The easiest way to grasp this (I think) is that any system has stocks, flows, feedback, and constraints.  (The mythological market is supposed to provide feedback, for example, in capitalist systems.)  The problem with socialism -- anything where you're taking "according to ability/according to need" or collective ownership of the means of production seriously -- is that you wind up with scale-invariant constraints.  That won't work.  It wouldn't work even if you could get the Angel of the Lord to quietly remove all the greedheads.

Consider -- In Soviet Russia, how many socks you are issued and when they are laundered (and where they are laundered...) is decided in Moscow.  You live in eastern Siberia and you herd horses.  This is very very bad; when you have socks, they neither fit nor have been washed.  In Soviet Russia, national emissions and atmospheric dumping policy is decided in Moscow.  That's pretty good, or at least it could be; that's the correct scale of collective to be addressing that problem.  The scale of the decision must be appropriate to the scale of the problem to have an effective solution. (And if you've got an intractable deadlock the issue is pretty much that you need to change the scale of the mechanism that's looking at the problem.)

Mixed economy?  It doesn't stay mixed, because the rich win the argument about the economy is for.

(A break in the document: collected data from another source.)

//! Background Sync Signal Implementation
//!
//! Desktop has no OS-level background-sync scheduler, so the signal source is
//! a timer loop in the host process: each registered tag gets a tokio task
//! that invokes the handler at a fixed period.

use async_trait::async_trait;
use bridge_traits::{
    error::Result,
    signal::{SyncSignal, SyncSignalHandler, SyncSignalSource},
};
use std::collections::HashMap;
use std::sync::Mutex;
use std::time::Duration;
use tokio::task::JoinHandle;
use tracing::debug;

const DEFAULT_PERIOD: Duration = Duration::from_secs(15 * 60);

/// Timer-based sync signal source
pub struct IntervalSyncSignal {
    period: Duration,
    tasks: Mutex<HashMap<String, JoinHandle<()>>>,
}

impl IntervalSyncSignal {
    /// Create a signal source with the default 15-minute period
    pub fn new() -> Self {
        Self::with_period(DEFAULT_PERIOD)
    }

    /// Create a signal source with a custom period
    pub fn with_period(period: Duration) -> Self {
        Self {
            period,
            tasks: Mutex::new(HashMap::new()),
        }
    }
}

impl Default for IntervalSyncSignal {
    fn default() -> Self {
        Self::new()
    }
}

#[async_trait]
impl SyncSignalSource for IntervalSyncSignal {
    async fn register(&self, signal: SyncSignal, handler: SyncSignalHandler) -> Result<()> {
        let period = self.period;
        let tag = signal.tag().to_string();
        debug!(tag = %tag, period_secs = period.as_secs(), "Registering interval sync signal");

        let task = tokio::spawn(async move {
            // First firing happens one full period from now, not immediately.
            let start = tokio::time::Instant::now() + period;
            let mut ticker = tokio::time::interval_at(start, period);
            ticker.set_missed_tick_behavior(tokio::time::MissedTickBehavior::Delay);
            loop {
                ticker.tick().await;
                handler().await;
            }
        });

        if let Ok(mut tasks) = self.tasks.lock() {
            if let Some(previous) = tasks.insert(signal.0, task) {
                previous.abort();
            }
        }
        Ok(())
    }

    async fn unregister(&self, signal: &SyncSignal) -> Result<()> {
        if let Ok(mut tasks) = self.tasks.lock() {
            if let Some(task) = tasks.remove(signal.tag()) {
                task.abort();
                debug!(tag = %signal.tag(), "Unregistered interval sync signal");
            }
        }
        Ok(())
    }
}

impl Drop for IntervalSyncSignal {
    fn drop(&mut self) {
        if let Ok(tasks) = self.tasks.lock() {
            for task in tasks.values() {
                task.abort();
            }
        }
    }
}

You can have something that exists to guarantee, defend, and extend existing wealth, or you can have something that exists to create a general prosperity.  You can't have both.  (The objectives are opposed!  "both?" is a bit like saying "hot AND cold".)

So what do you do?

No rich people.  If you want the general prosperity version, there have to be hard income and asset caps, and they have to be relatively low; around an order of magnitude more than the lower of the mean/median income as the income cap, for example.  (50 kCAD/annum median income, 500 kCAD/annum is the income cap.  The PM's salary is set a x8; I'd cap CEO salaries there, too.)

The limited liability corporation functions, effectively, as "you can't complain when I steal this".  Don't have those.  (Collectives, partnerships, and other forms of collective organization already work pretty well.  They'd work better if they were in an regulatory and legal environment where they were normalized rather than opposed.)

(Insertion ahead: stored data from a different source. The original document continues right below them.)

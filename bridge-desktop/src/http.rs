//! HTTP Client Implementation using Reqwest

use async_trait::async_trait;
use bridge_traits::{
    error::{BridgeError, Result},
    http::{HttpClient, HttpMethod, HttpRequest, HttpResponse},
};
use reqwest::Client;
use std::collections::HashMap;
use std::time::Duration;
use tracing::debug;

/// Reqwest-based HTTP client implementation
///
/// Provides HTTP operations with:
/// - Connection pooling via reqwest
/// - TLS support by default
///
/// Deliberately single-shot: the sync trigger owns retry timing, so a failed
/// request surfaces immediately instead of being retried here.
pub struct ReqwestHttpClient {
    client: Client,
}

impl ReqwestHttpClient {
    /// Create a new HTTP client with default configuration
    pub fn new() -> Result<Self> {
        Self::with_timeout(Duration::from_secs(30))
    }

    /// Create a new HTTP client with custom default timeout
    pub fn with_timeout(timeout: Duration) -> Result<Self> {
        let client = Client::builder()
            .timeout(timeout)
            .connect_timeout(Duration::from_secs(10))
            .pool_max_idle_per_host(10)
            .user_agent("survey-core/0.1.0")
            .build()
            .map_err(|e| BridgeError::OperationFailed(format!("Failed to build HTTP client: {e}")))?;

        Ok(Self { client })
    }

    /// Create a new HTTP client with custom configuration
    pub fn with_client(client: Client) -> Self {
        Self { client }
    }

    /// Convert bridge HttpMethod to reqwest Method
    fn convert_method(method: HttpMethod) -> reqwest::Method {
        match method {
            HttpMethod::Get => reqwest::Method::GET,
            HttpMethod::Post => reqwest::Method::POST,
            HttpMethod::Put => reqwest::Method::PUT,
            HttpMethod::Delete => reqwest::Method::DELETE,
            HttpMethod::Head => reqwest::Method::HEAD,
        }
    }

    /// Build reqwest request from bridge request
    fn build_request(&self, request: HttpRequest) -> reqwest::RequestBuilder {
        let method = Self::convert_method(request.method);
        let mut req = self.client.request(method, &request.url);

        for (key, value) in request.headers {
            req = req.header(key, value);
        }

        if let Some(body) = request.body {
            req = req.body(body);
        }

        if let Some(timeout) = request.timeout {
            req = req.timeout(timeout);
        }

        req
    }
}

#[async_trait]
impl HttpClient for ReqwestHttpClient {
    async fn execute(&self, request: HttpRequest) -> Result<HttpResponse> {
        debug!(url = %request.url, "Executing HTTP request");
        let req_builder = self.build_request(request);

        let response = req_builder.send().await.map_err(|e| {
            if e.is_timeout() {
                BridgeError::OperationFailed("Request timed out".to_string())
            } else if e.is_connect() {
                BridgeError::OperationFailed(format!("Connection failed: {e}"))
            } else {
                BridgeError::OperationFailed(e.to_string())
            }
        })?;

        let status = response.status().as_u16();
        let headers: HashMap<String, String> = response
            .headers()
            .iter()
            .filter_map(|(k, v)| v.to_str().ok().map(|s| (k.to_string(), s.to_string())))
            .collect();

        let body = response
            .bytes()
            .await
            .map_err(|e| BridgeError::OperationFailed(e.to_string()))?;

        Ok(HttpResponse {
            status,
            headers,
            body,
        })
    }
}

There's a really intractable fact that the solution has to be as complicated as the problem.  Social organization that forbids collective responses to problems is equivalent to an assertion that the problem must not be solved.  (Not that it can't be solved; that you're not allowed to solve it.)

So ... experiment.  Consider the possibilities of really full service credit unions.  (Housing is a way for capital to make everyone pay them to live.  The fix is to make housing something that's collectively arranged and managed.  And then you can diversify the investments, and start running a daycare, and then start buying things collectively.)

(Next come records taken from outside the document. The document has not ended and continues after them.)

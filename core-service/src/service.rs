//! # Survey Service
//!
//! The façade a host application talks to. Wires the queue store, the sync
//! worker, and the trigger together from a [`CoreConfig`] and exposes the
//! submission lifecycle:
//!
//! - [`SurveyService::submit`] tries the network first when the monitor says
//!   the device is online, and falls back to the durable queue on any
//!   transient failure. The caller always gets an immediate, honest outcome.
//! - [`SurveyService::sync_now`] is the user-facing "sync now" button.
//! - [`SurveyService::subscribe`] hands out an event receiver so a UI can
//!   refresh its pending list when background sync resolves records.

use core_runtime::config::CoreConfig;
use core_runtime::events::{CoreEvent, EventBus, QueueEvent, Receiver};
use core_sync::record::{FieldValue, SubmissionBody, SubmissionId, SubmissionStatus};
use core_sync::scheduler::{SyncTrigger, TriggerConfig};
use core_sync::store::{SqliteSubmissionStore, SubmissionStore};
use core_sync::worker::{RunReport, SyncConfig, SyncWorker};
use sqlx::sqlite::{SqliteConnectOptions, SqlitePoolOptions};
use std::sync::Arc;
use tokio::task::JoinHandle;
use tracing::{info, instrument, warn};

use crate::error::Result;

/// Outcome of a submit call.
#[derive(Debug, Clone, PartialEq, Eq)]
pub enum SubmitOutcome {
    /// Delivered to the server directly
    Submitted,
    /// Persisted to the queue for background delivery
    Queued(SubmissionId),
}

/// Queue row shape for list screens; no attachment bytes, just what the UI
/// renders.
#[derive(Debug, Clone, PartialEq)]
pub struct PendingSummary {
    pub id: SubmissionId,
    /// Farmer name when recorded, or a placeholder
    pub label: String,
    /// Captured boundary points
    pub point_count: usize,
    pub status: SubmissionStatus,
    pub attempt_count: u32,
}

/// The assembled survey core.
pub struct SurveyService {
    config: CoreConfig,
    store: Arc<SqliteSubmissionStore>,
    worker: Arc<SyncWorker>,
    trigger: Arc<SyncTrigger>,
    events: EventBus,
}

impl SurveyService {
    /// Open the queue database and assemble the sync pipeline.
    ///
    /// Performs crash recovery as part of opening the store: records left
    /// `syncing` by a previous process return to `pending`.
    pub async fn new(config: CoreConfig, sync_config: SyncConfig) -> Result<Self> {
        // One connection: SQLite serializes writers anyway, and it keeps
        // in-memory databases coherent across queries.
        let options = SqliteConnectOptions::new()
            .filename(&config.database_path)
            .create_if_missing(true);
        let pool = SqlitePoolOptions::new()
            .max_connections(1)
            .connect_with(options)
            .await?;

        let store = Arc::new(SqliteSubmissionStore::new(pool, config.clock.clone()));
        store.initialize().await?;

        let events = EventBus::new(config.event_buffer_size);
        let worker = Arc::new(SyncWorker::new(
            store.clone(),
            config.http_client.clone(),
            events.clone(),
            sync_config,
        ));
        let trigger = Arc::new(SyncTrigger::new(
            worker.clone(),
            config.clock.clone(),
            TriggerConfig::default(),
        ));

        info!(database = %config.database_path.display(), "Survey core initialized");

        Ok(Self {
            config,
            store,
            worker,
            trigger,
            events,
        })
    }

    /// Attach the configured triggers: the network watcher when a monitor was
    /// provided, the platform background-sync signal when a source was.
    ///
    /// Returns the network watcher task handle, if one was spawned. Safe to
    /// call on a config without either capability; manual sync still works.
    pub async fn start(&self) -> Result<Option<JoinHandle<()>>> {
        let mut watcher = None;

        if let Some(monitor) = &self.config.network_monitor {
            watcher = Some(self.trigger.watch_network(monitor.clone()).await?);
        }

        if let Some(signal) = &self.config.sync_signal {
            self.trigger.register_signal(signal.clone()).await?;
        }

        Ok(watcher)
    }

    /// Submit a completed form.
    ///
    /// Online first: when the network monitor reports a connection (or no
    /// monitor is configured), try to deliver immediately. A transient
    /// delivery failure, or being offline, persists the submission instead;
    /// nothing typed into the form is ever lost to a failed request.
    #[instrument(skip(self, body))]
    pub async fn submit(&self, body: SubmissionBody) -> Result<SubmitOutcome> {
        let try_online = match &self.config.network_monitor {
            Some(monitor) => monitor.is_connected().await,
            None => true,
        };

        if try_online {
            match self.worker.deliver(&body).await {
                Ok(()) => {
                    info!("Submission delivered directly");
                    return Ok(SubmitOutcome::Submitted);
                }
                Err(e) if e.is_transient() => {
                    warn!(error = %e, "Direct delivery failed, queueing submission");
                }
                Err(e) => return Err(e.into()),
            }
        }

        let record = self.store.enqueue(body).await?;
        info!(submission_id = %record.id, "Submission queued for background sync");
        self.events
            .emit(CoreEvent::Queue(QueueEvent::Enqueued {
                id: record.id.to_string(),
            }))
            .ok();
        Ok(SubmitOutcome::Queued(record.id))
    }

    /// Pending queue, oldest first, shaped for a list screen.
    pub async fn list_pending_for_display(&self) -> Result<Vec<PendingSummary>> {
        let records = self.store.list_pending().await?;
        Ok(records
            .into_iter()
            .map(|record| PendingSummary {
                id: record.id,
                label: match record.body.fields.get("farmerName") {
                    Some(FieldValue::Text(name)) if !name.is_empty() => name.clone(),
                    Some(value) => value.to_wire(),
                    None => "Unnamed submission".to_string(),
                },
                point_count: record.body.geo_points.len(),
                status: record.status,
                attempt_count: record.attempt_count,
            })
            .collect())
    }

    /// Number of records waiting to sync.
    pub async fn pending_count(&self) -> Result<u64> {
        Ok(self.store.count_pending().await?)
    }

    /// Discard a queued submission without sending it.
    ///
    /// Returns `false` when the record no longer exists, which includes the
    /// benign race where background sync delivered it first.
    pub async fn discard(&self, id: &SubmissionId) -> Result<bool> {
        let removed = self.store.delete(id).await?;
        if removed {
            info!(submission_id = %id, "Queued submission discarded");
            self.events
                .emit(CoreEvent::Queue(QueueEvent::Discarded {
                    id: id.to_string(),
                }))
                .ok();
        }
        Ok(removed)
    }

    /// User-initiated sync. `None` means a run was already in flight.
    pub async fn sync_now(&self) -> Result<Option<RunReport>> {
        Ok(self.trigger.trigger_now().await?)
    }

    /// Subscribe to queue and sync events.
    pub fn subscribe(&self) -> Receiver<CoreEvent> {
        self.events.subscribe()
    }

    /// The shared event bus, for hosts that bridge events elsewhere.
    pub fn events(&self) -> &EventBus {
        &self.events
    }
}

#[cfg(test)]
mod tests {
    use super::*;
    use async_trait::async_trait;
    use bridge_traits::error::Result as BridgeResult;
    use bridge_traits::http::{HttpClient, HttpRequest, HttpResponse};
    use bridge_traits::network::{NetworkChangeStream, NetworkInfo, NetworkMonitor};
    use bytes::Bytes;
    use core_runtime::events::SyncEvent;
    use std::collections::HashMap;
    use std::sync::atomic::{AtomicBool, AtomicU16, Ordering};
    use std::sync::Mutex;

    /// Endpoint whose response status the test can change at will.
    struct SwitchableEndpoint {
        status: AtomicU16,
        bodies: Mutex<Vec<Bytes>>,
    }

    impl SwitchableEndpoint {
        fn new(status: u16) -> Arc<Self> {
            Arc::new(Self {
                status: AtomicU16::new(status),
                bodies: Mutex::new(Vec::new()),
            })
        }
    }

    #[async_trait]
    impl HttpClient for SwitchableEndpoint {
        async fn execute(&self, request: HttpRequest) -> BridgeResult<HttpResponse> {
            self.bodies
                .lock()
                .unwrap()
                .push(request.body.unwrap_or_default());
            Ok(HttpResponse {
                status: self.status.load(Ordering::SeqCst),
                headers: HashMap::new(),
                body: Bytes::new(),
            })
        }
    }

    /// Monitor the test toggles between offline and online.
    struct ToggleMonitor {
        online: AtomicBool,
    }

    impl ToggleMonitor {
        fn offline() -> Arc<Self> {
            Arc::new(Self {
                online: AtomicBool::new(false),
            })
        }
    }

    struct ClosedStream;

    #[async_trait]
    impl NetworkChangeStream for ClosedStream {
        async fn next(&mut self) -> Option<NetworkInfo> {
            None
        }
    }

    #[async_trait]
    impl NetworkMonitor for ToggleMonitor {
        async fn get_network_info(&self) -> BridgeResult<NetworkInfo> {
            Ok(if self.online.load(Ordering::SeqCst) {
                NetworkInfo::connected()
            } else {
                NetworkInfo::disconnected()
            })
        }

        async fn subscribe_changes(&self) -> BridgeResult<Box<dyn NetworkChangeStream>> {
            Ok(Box::new(ClosedStream))
        }
    }

    async fn service(
        http: Arc<SwitchableEndpoint>,
        monitor: Option<Arc<ToggleMonitor>>,
    ) -> SurveyService {
        let mut builder = CoreConfig::builder()
            .database_path(":memory:")
            .http_client(http);
        if let Some(monitor) = monitor {
            builder = builder.network_monitor(monitor);
        }
        let config = builder.build().unwrap();
        SurveyService::new(config, SyncConfig::new("https://api.example.com/api/submit"))
            .await
            .unwrap()
    }

    fn survey_body(name: &str) -> SubmissionBody {
        // Closed polygon: last point returns to the first.
        SubmissionBody::new()
            .field("farmerName", name)
            .field("village", "Kothapalli")
            .geo_point(17.38, 78.48)
            .geo_point(17.39, 78.49)
            .geo_point(17.40, 78.47)
            .geo_point(17.38, 78.48)
    }

    #[tokio::test]
    async fn test_online_submit_delivers_directly() {
        let http = SwitchableEndpoint::new(200);
        let service = service(http.clone(), None).await;

        let outcome = service.submit(survey_body("Ravi")).await.unwrap();
        assert_eq!(outcome, SubmitOutcome::Submitted);
        assert_eq!(service.pending_count().await.unwrap(), 0);
        assert_eq!(http.bodies.lock().unwrap().len(), 1);
    }

    #[tokio::test]
    async fn test_offline_submit_queues_without_touching_network() {
        let http = SwitchableEndpoint::new(200);
        let monitor = ToggleMonitor::offline();
        let service = service(http.clone(), Some(monitor)).await;

        let outcome = service.submit(survey_body("Ravi")).await.unwrap();
        assert!(matches!(outcome, SubmitOutcome::Queued(_)));
        assert_eq!(service.pending_count().await.unwrap(), 1);
        assert!(http.bodies.lock().unwrap().is_empty());
    }

    #[tokio::test]
    async fn test_failed_direct_delivery_falls_back_to_queue() {
        let http = SwitchableEndpoint::new(503);
        let service = service(http.clone(), None).await;

        let outcome = service.submit(survey_body("Ravi")).await.unwrap();
        assert!(matches!(outcome, SubmitOutcome::Queued(_)));
        assert_eq!(service.pending_count().await.unwrap(), 1);

        // The queued record keeps a zero attempt count; the failed direct
        // try predates its queue life.
        let pending = service.list_pending_for_display().await.unwrap();
        assert_eq!(pending[0].attempt_count, 0);
    }

    #[tokio::test]
    async fn test_offline_capture_then_reconnect_sync() {
        let http = SwitchableEndpoint::new(200);
        let monitor = ToggleMonitor::offline();
        let service = service(http.clone(), Some(monitor.clone())).await;
        let mut rx = service.subscribe();

        // In the field, no signal: the submission lands in the queue.
        let outcome = service.submit(survey_body("Ravi")).await.unwrap();
        let queued_id = match outcome {
            SubmitOutcome::Queued(id) => id,
            other => panic!("expected queued, got {other:?}"),
        };
        let pending = service.list_pending_for_display().await.unwrap();
        assert_eq!(pending.len(), 1);
        assert_eq!(pending[0].label, "Ravi");
        assert_eq!(pending[0].point_count, 4);

        // Back in town: sync drains the queue.
        monitor.online.store(true, Ordering::SeqCst);
        let report = service.sync_now().await.unwrap().unwrap();
        assert_eq!(report.synced, 1);
        assert_eq!(service.pending_count().await.unwrap(), 0);

        let mut saw_synced = false;
        while let Ok(event) = rx.try_recv() {
            if let CoreEvent::Sync(SyncEvent::RecordSynced { id }) = event {
                assert_eq!(id, queued_id.to_string());
                saw_synced = true;
            }
        }
        assert!(saw_synced);
    }

    #[tokio::test]
    async fn test_discard_removes_record_and_reports_missing_ids() {
        let http = SwitchableEndpoint::new(200);
        let monitor = ToggleMonitor::offline();
        let service = service(http, Some(monitor)).await;

        let id = match service.submit(survey_body("Ravi")).await.unwrap() {
            SubmitOutcome::Queued(id) => id,
            other => panic!("expected queued, got {other:?}"),
        };

        assert!(service.discard(&id).await.unwrap());
        assert_eq!(service.pending_count().await.unwrap(), 0);
        // Second discard: already gone.
        assert!(!service.discard(&id).await.unwrap());
    }

    #[tokio::test]
    async fn test_label_falls_back_when_name_missing() {
        let http = SwitchableEndpoint::new(200);
        let monitor = ToggleMonitor::offline();
        let service = service(http, Some(monitor)).await;

        service
            .submit(SubmissionBody::new().field("village", "Kothapalli"))
            .await
            .unwrap();
        let pending = service.list_pending_for_display().await.unwrap();
        assert_eq!(pending[0].label, "Unnamed submission");
    }

    #[tokio::test]
    async fn test_start_without_optional_bridges() {
        let http = SwitchableEndpoint::new(200);
        let service = service(http, None).await;
        assert!(service.start().await.unwrap().is_none());
    }
}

While you're experimenting, recognize that the purpose of the legal system is NOT to provide feedback; it's to set constraints.  ("Work or starve" is feedback.  "Everybody eats" is a constraint, at least if you attach legal liability to political units when that isn't factual there.  You need to pick your constraints carefully because lots of people prefer murdering the poor to providing them food.)

Also recognize that land is alive, and you make rules for it as though it is alive, and not dead.  (E.g., you own a Picasso.  (A painting by the famous painter of that name.)  You really own it; no liens, it's not loan collateral, you've got simple clear title.  You throw it through a wood chipper.  You have probably upset many people but you have not done wrong.  But throw a dog through a woodchipper and you have done wrong; the relative prices of the Picasso and the dog are not what's relevant, it's the categories.  The painting is dead and the dog is alive.  Pave over grassland and you have also done wrong.)

This is not actually difficult to do, it's giving up on the possibility of being king that's challenging.  (You can have success, or control.  (That is, be king; everybody has to do what you say.)  Trying for control precludes success.)